(Saved entries)
_____

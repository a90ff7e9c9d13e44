//! Chat completion client
//!
//! Non-streaming `/chat/completions` against an OpenAI-compatible API. The
//! interview engine only sees the `ChatCompletion` trait, so tests can
//! substitute a scripted capability.

use async_trait::async_trait;
use serde::{Deserialize, Serialize};

use crate::config::LlmConfig;
use crate::interview::Turn;
use crate::{Error, Result};

/// Chat completion capability
#[async_trait]
pub trait ChatCompletion: Send + Sync {
    /// Produce the assistant reply for a list of conversation turns.
    ///
    /// # Errors
    ///
    /// Returns an error if the completion call fails, times out, or returns
    /// no content.
    async fn complete(&self, messages: &[Turn], temperature: f32) -> Result<String>;
}

/// Request body for the completions endpoint
#[derive(Serialize)]
struct ChatRequest<'a> {
    model: &'a str,
    messages: &'a [Turn],
    temperature: f32,
}

/// Response body from the completions endpoint
#[derive(Deserialize)]
struct ChatResponse {
    choices: Vec<ChatChoice>,
}

#[derive(Deserialize)]
struct ChatChoice {
    message: ChatMessage,
}

#[derive(Deserialize)]
struct ChatMessage {
    content: Option<String>,
}

/// Client for an OpenAI-compatible chat completions API
pub struct OpenAiChat {
    client: reqwest::Client,
    api_url: String,
    api_key: String,
    model: String,
}

impl OpenAiChat {
    /// Create a client from configuration
    ///
    /// # Errors
    ///
    /// Returns an error if no API key is configured or the HTTP client
    /// cannot be built.
    pub fn new(config: &LlmConfig) -> Result<Self> {
        let api_key = config
            .api_key
            .clone()
            .ok_or_else(|| Error::Config("OPENAI_API_KEY is required for chat completion".to_string()))?;

        let client = reqwest::Client::builder().timeout(config.timeout).build()?;

        Ok(Self {
            client,
            api_url: config.api_url.clone(),
            api_key,
            model: config.model.clone(),
        })
    }
}

fn completion_error(e: &reqwest::Error) -> Error {
    if e.is_timeout() {
        Error::UpstreamTimeout { stage: "chat completion" }
    } else {
        Error::Completion(format!("request failed: {e}"))
    }
}

#[async_trait]
impl ChatCompletion for OpenAiChat {
    async fn complete(&self, messages: &[Turn], temperature: f32) -> Result<String> {
        tracing::debug!(
            model = %self.model,
            turns = messages.len(),
            temperature,
            "requesting chat completion"
        );

        let request = ChatRequest { model: &self.model, messages, temperature };

        let response = self
            .client
            .post(format!("{}/chat/completions", self.api_url))
            .header("Authorization", format!("Bearer {}", self.api_key))
            .json(&request)
            .send()
            .await
            .map_err(|e| completion_error(&e))?;

        let status = response.status();
        if !status.is_success() {
            let body = response.text().await.unwrap_or_default();
            tracing::error!(status = %status, body = %body, "completion API error");
            return Err(Error::Completion(format!("completion API error {status}: {body}")));
        }

        let parsed: ChatResponse = response.json().await.map_err(|e| completion_error(&e))?;

        let content = parsed
            .choices
            .into_iter()
            .next()
            .and_then(|choice| choice.message.content)
            .filter(|content| !content.is_empty())
            .ok_or_else(|| Error::Completion("completion returned no content".to_string()))?;

        tracing::debug!(chars = content.len(), "completion received");
        Ok(content)
    }
}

_____

Filter the records down to the lines containing the word "capability", and copy those.

## SOLUTION:
//! substitute a scripted capability.
/// Chat completion capability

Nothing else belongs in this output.